Saved data entries:
== == ==

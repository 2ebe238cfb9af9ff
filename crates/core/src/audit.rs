use std::collections::BTreeMap;
use std::sync::{Arc, Mutex};

use chrono::{DateTime, Utc};
use serde::{Deserialize, Serialize};
use uuid::Uuid;

#[derive(Clone, Debug, PartialEq, Eq, Serialize, Deserialize)]
pub enum AuditCategory {
    Wizard,
    Issuance,
    Persistence,
    System,
}

#[derive(Clone, Debug, PartialEq, Eq, Serialize, Deserialize)]
pub enum AuditOutcome {
    Success,
    Rejected,
    Failed,
}

#[derive(Clone, Debug, PartialEq, Eq, Serialize, Deserialize)]
pub struct AuditContext {
    pub session_id: Option<String>,
    pub correlation_id: String,
    pub actor: String,
}

impl AuditContext {
    pub fn new(
        session_id: Option<String>,
        correlation_id: impl Into<String>,
        actor: impl Into<String>,
    ) -> Self {
        Self { session_id, correlation_id: correlation_id.into(), actor: actor.into() }
    }
}

#[derive(Clone, Debug, PartialEq, Eq, Serialize, Deserialize)]
pub struct AuditEvent {
    pub event_id: String,
    pub session_id: Option<String>,
    pub correlation_id: String,
    pub event_type: String,
    pub category: AuditCategory,
    pub actor: String,
    pub outcome: AuditOutcome,
    pub metadata: BTreeMap<String, String>,
    pub occurred_at: DateTime<Utc>,
}

impl AuditEvent {
    pub fn new(
        session_id: Option<String>,
        correlation_id: impl Into<String>,
        event_type: impl Into<String>,
        category: AuditCategory,
        actor: impl Into<String>,
        outcome: AuditOutcome,
    ) -> Self {
        Self {
            event_id: Uuid::new_v4().to_string(),
            session_id,
            correlation_id: correlation_id.into(),
            event_type: event_type.into(),
            category,
            actor: actor.into(),
            outcome,
            metadata: BTreeMap::new(),
            occurred_at: Utc::now(),
        }
    }

    pub fn with_metadata(mut self, key: impl Into<String>, value: impl Into<String>) -> Self {
        self.metadata.insert(key.into(), value.into());
        self
    }
}

pub trait AuditSink: Send + Sync {
    fn emit(&self, event: AuditEvent);
}

#[derive(Clone, Default)]
pub struct InMemoryAuditSink {
    events: Arc<Mutex<Vec<AuditEvent>>>,
}

impl InMemoryAuditSink {
    pub fn events(&self) -> Vec<AuditEvent> {
        self.events.lock().map(|events| events.clone()).unwrap_or_default()
    }
}

impl AuditSink for InMemoryAuditSink {
    fn emit(&self, event: AuditEvent) {
        if let Ok(mut events) = self.events.lock() {
            events.push(event);
        }
    }
}

#[cfg(test)]
mod tests {
    use super::{AuditCategory, AuditEvent, AuditOutcome, AuditSink, InMemoryAuditSink};

    #[test]
    fn in_memory_sink_records_events_in_order() {
        let sink = InMemoryAuditSink::default();

        sink.emit(AuditEvent::new(
            None,
            "req-1",
            "wizard.transition_applied",
            AuditCategory::Wizard,
            "test",
            AuditOutcome::Success,
        ));
        sink.emit(
            AuditEvent::new(
                Some("session-1".to_string()),
                "req-2",
                "issuance.code_assigned",
                AuditCategory::Issuance,
                "test",
                AuditOutcome::Success,
            )
            .with_metadata("code", "MEDC000001"),
        );

        let events = sink.events();
        assert_eq!(events.len(), 2);
        assert_eq!(events[0].event_type, "wizard.transition_applied");
        assert_eq!(events[1].metadata.get("code").map(String::as_str), Some("MEDC000001"));
        assert_ne!(events[0].event_id, events[1].event_id);
    }
}
use std::sync::Arc;

use thiserror::Error;
use tracing::info;

use medicert_core::clock::SystemClock;
use medicert_core::codes::RandomCodeGenerator;
use medicert_core::config::{AppConfig, ConfigError, LoadOptions};
use medicert_db::repositories::SqlCertificateRepository;
use medicert_db::{connect_with_settings, migrations, CertificateIssuer, CertificateRepository, DbPool};
use medicert_notify::{BrevoMailer, NoopSink, NotificationSink, NotifyError, NotifyHandle};

pub struct Application {
    pub config: AppConfig,
    pub db_pool: DbPool,
    pub repository: Arc<dyn CertificateRepository>,
    pub issuer: Arc<CertificateIssuer>,
    pub notifier: NotifyHandle,
}

#[derive(Debug, Error)]
pub enum BootstrapError {
    #[error(transparent)]
    Config(#[from] ConfigError),
    #[error("database connection failed: {0}")]
    DatabaseConnect(#[source] sqlx::Error),
    #[error("database migration failed: {0}")]
    Migration(#[source] sqlx::migrate::MigrateError),
    #[error("notification sink setup failed: {0}")]
    Notify(#[source] NotifyError),
}

pub async fn bootstrap(options: LoadOptions) -> Result<Application, BootstrapError> {
    let config = AppConfig::load(options)?;
    bootstrap_with_config(config).await
}

pub async fn bootstrap_with_config(config: AppConfig) -> Result<Application, BootstrapError> {
    info!(
        event_name = "system.bootstrap.start",
        correlation_id = "bootstrap",
        "starting application bootstrap"
    );

    let db_pool = connect_with_settings(
        &config.database.url,
        config.database.max_connections,
        config.database.timeout_secs,
    )
    .await
    .map_err(BootstrapError::DatabaseConnect)?;
    info!(
        event_name = "system.bootstrap.database_connected",
        correlation_id = "bootstrap",
        "database connection established"
    );

    migrations::run_pending(&db_pool).await.map_err(BootstrapError::Migration)?;
    info!(
        event_name = "system.bootstrap.migrations_applied",
        correlation_id = "bootstrap",
        "database migrations applied"
    );

    let repository: Arc<dyn CertificateRepository> =
        Arc::new(SqlCertificateRepository::new(db_pool.clone()));
    let issuer = Arc::new(CertificateIssuer::new(
        repository.clone(),
        Arc::new(RandomCodeGenerator),
        Arc::new(SystemClock),
    ));

    let sink: Arc<dyn NotificationSink> = if config.notify.enabled {
        Arc::new(BrevoMailer::new(&config.notify).map_err(BootstrapError::Notify)?)
    } else {
        Arc::new(NoopSink)
    };
    let notifier = medicert_notify::spawn(sink, config.notify.queue_capacity);
    info!(
        event_name = "system.bootstrap.notifier_ready",
        correlation_id = "bootstrap",
        enabled = config.notify.enabled,
        "notification worker started"
    );

    Ok(Application { config, db_pool, repository, issuer, notifier })
}

#[cfg(test)]
mod tests {
    use medicert_core::config::{ConfigOverrides, LoadOptions};

    use super::bootstrap;

    fn options(database_url: &str) -> LoadOptions {
        LoadOptions {
            overrides: ConfigOverrides {
                database_url: Some(database_url.to_string()),
                ..ConfigOverrides::default()
            },
            ..LoadOptions::default()
        }
    }

    #[tokio::test]
    async fn bootstrap_prepares_schema_and_collaborators() {
        let app = bootstrap(options("sqlite::memory:?cache=shared"))
            .await
            .expect("bootstrap should succeed with an in-memory database");

        let (table_count,): (i64,) = sqlx::query_as(
            "SELECT COUNT(*) FROM sqlite_master WHERE type = 'table' AND name = 'certificate'",
        )
        .fetch_one(&app.db_pool)
        .await
        .expect("certificate table should exist after bootstrap");
        assert_eq!(table_count, 1);

        app.db_pool.close().await;
    }

    #[tokio::test]
    async fn bootstrap_fails_fast_when_notify_is_enabled_without_a_key() {
        let mut options = options("sqlite::memory:");
        options.overrides.notify_enabled = Some(true);

        let result = bootstrap(options).await;
        assert!(result.is_err());
        let message = result.err().expect("error").to_string();
        assert!(message.contains("notify.api_key"), "unexpected error: {message}");
    }
}
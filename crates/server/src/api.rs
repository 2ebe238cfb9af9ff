//! Intake and verification endpoints.
//!
//! - `POST /api/submit`         — accept a submission, assign a code, enqueue
//!   the notification, return `{success, certificateNumber}`
//! - `GET  /api/verify/{code}`  — read-only lookup by certificate code

use std::sync::Arc;

use axum::{
    extract::{Path, State},
    http::{header, HeaderValue, Method, StatusCode},
    routing::{get, post},
    Json, Router,
};
use serde::Serialize;
use tower_http::cors::{AllowOrigin, CorsLayer};
use tracing::{error, info, warn};

use medicert_core::clock::Clock;
use medicert_core::codes::CertificateCode;
use medicert_core::domain::certificate::{CertificateRecord, CertificateRequest};
use medicert_core::validation::{validate_request, DatePolicy};
use medicert_db::{CertificateIssuer, CertificateRepository};
use medicert_notify::NotifyHandle;

#[derive(Clone)]
pub struct ApiState {
    pub issuer: Arc<CertificateIssuer>,
    pub repository: Arc<dyn CertificateRepository>,
    pub notifier: NotifyHandle,
    pub clock: Arc<dyn Clock>,
    pub policy: DatePolicy,
}

#[derive(Debug, Serialize)]
pub struct SubmitResponse {
    pub success: bool,
    #[serde(rename = "certificateNumber", skip_serializing_if = "Option::is_none")]
    pub certificate_number: Option<String>,
    #[serde(skip_serializing_if = "Option::is_none")]
    pub message: Option<String>,
}

impl SubmitResponse {
    fn accepted(code: &CertificateCode) -> Self {
        Self { success: true, certificate_number: Some(code.as_str().to_string()), message: None }
    }

    fn rejected(message: impl Into<String>) -> Self {
        Self { success: false, certificate_number: None, message: Some(message.into()) }
    }
}

#[derive(Debug, Serialize)]
pub struct VerifyResponse {
    pub valid: bool,
    #[serde(skip_serializing_if = "Option::is_none")]
    pub certificate: Option<VerifiedCertificate>,
}

/// Display subset of the record exposed to the verification interface.
#[derive(Debug, Serialize)]
#[serde(rename_all = "camelCase")]
pub struct VerifiedCertificate {
    pub certificate_number: String,
    pub first_name: String,
    pub last_name: String,
    pub cert_type: String,
    pub reason: String,
    pub from_date: String,
    pub to_date: String,
    pub issued_at: String,
}

impl From<&CertificateRecord> for VerifiedCertificate {
    fn from(record: &CertificateRecord) -> Self {
        Self {
            certificate_number: record.code.as_str().to_string(),
            first_name: record.request.first_name.clone(),
            last_name: record.request.last_name.clone(),
            cert_type: record.request.cert_type.clone(),
            reason: record.request.reason.clone(),
            from_date: record.request.from_date.clone(),
            to_date: record.request.to_date.clone(),
            issued_at: record.issued_at.to_rfc3339(),
        }
    }
}

pub fn router(state: ApiState, allowed_origins: &[String]) -> Router {
    Router::new()
        .route("/api/submit", post(submit))
        .route("/api/verify/{code}", get(verify))
        .layer(cors_layer(allowed_origins))
        .with_state(state)
}

fn cors_layer(allowed_origins: &[String]) -> CorsLayer {
    let origins: Vec<HeaderValue> = allowed_origins
        .iter()
        .filter_map(|origin| match origin.parse::<HeaderValue>() {
            Ok(value) => Some(value),
            Err(_) => {
                warn!(
                    event_name = "system.cors.invalid_origin",
                    origin = %origin,
                    "ignoring unparseable allowed origin"
                );
                None
            }
        })
        .collect();

    CorsLayer::new()
        .allow_origin(AllowOrigin::list(origins))
        .allow_methods([Method::GET, Method::POST])
        .allow_headers([header::CONTENT_TYPE])
}

pub async fn submit(
    State(state): State<ApiState>,
    Json(request): Json<CertificateRequest>,
) -> (StatusCode, Json<SubmitResponse>) {
    if let Err(validation) = validate_request(&request, state.policy, state.clock.today()) {
        info!(
            event_name = "api.submit.rejected",
            reason = %validation,
            "submission failed validation"
        );
        return (
            StatusCode::UNPROCESSABLE_ENTITY,
            Json(SubmitResponse::rejected(validation.to_string())),
        );
    }

    match state.issuer.issue(request).await {
        Ok(record) => {
            info!(
                event_name = "api.submit.accepted",
                certificate = %record.code,
                "submission accepted and persisted"
            );
            let response = SubmitResponse::accepted(&record.code);
            state.notifier.enqueue(record);
            (StatusCode::OK, Json(response))
        }
        Err(issue_error) => {
            error!(
                event_name = "api.submit.storage_failed",
                error = %issue_error,
                "submission could not be persisted"
            );
            (
                StatusCode::SERVICE_UNAVAILABLE,
                Json(SubmitResponse::rejected(
                    "certificate storage is temporarily unavailable; please retry",
                )),
            )
        }
    }
}

pub async fn verify(
    State(state): State<ApiState>,
    Path(raw_code): Path<String>,
) -> (StatusCode, Json<VerifyResponse>) {
    // Malformed codes are simply "not found"; the store is never consulted.
    let Ok(code) = CertificateCode::parse(&raw_code) else {
        return (StatusCode::NOT_FOUND, Json(VerifyResponse { valid: false, certificate: None }));
    };

    match state.repository.find_by_code(&code).await {
        Ok(Some(record)) => (
            StatusCode::OK,
            Json(VerifyResponse {
                valid: true,
                certificate: Some(VerifiedCertificate::from(&record)),
            }),
        ),
        Ok(None) => {
            (StatusCode::NOT_FOUND, Json(VerifyResponse { valid: false, certificate: None }))
        }
        Err(lookup_error) => {
            error!(
                event_name = "api.verify.lookup_failed",
                certificate = %code,
                error = %lookup_error,
                "verification lookup failed"
            );
            (
                StatusCode::SERVICE_UNAVAILABLE,
                Json(VerifyResponse { valid: false, certificate: None }),
            )
        }
    }
}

== == ==

Your instructions — In the records above, find every line with the word "VerifyResponse" and copy it.

Answer area —
pub struct VerifyResponse {
) -> (StatusCode, Json<VerifyResponse>) {
        return (StatusCode::NOT_FOUND, Json(VerifyResponse { valid: false, certificate: None }));
            Json(VerifyResponse {
            (StatusCode::NOT_FOUND, Json(VerifyResponse { valid: false, certificate: None }))
                Json(VerifyResponse { valid: false, certificate: None }),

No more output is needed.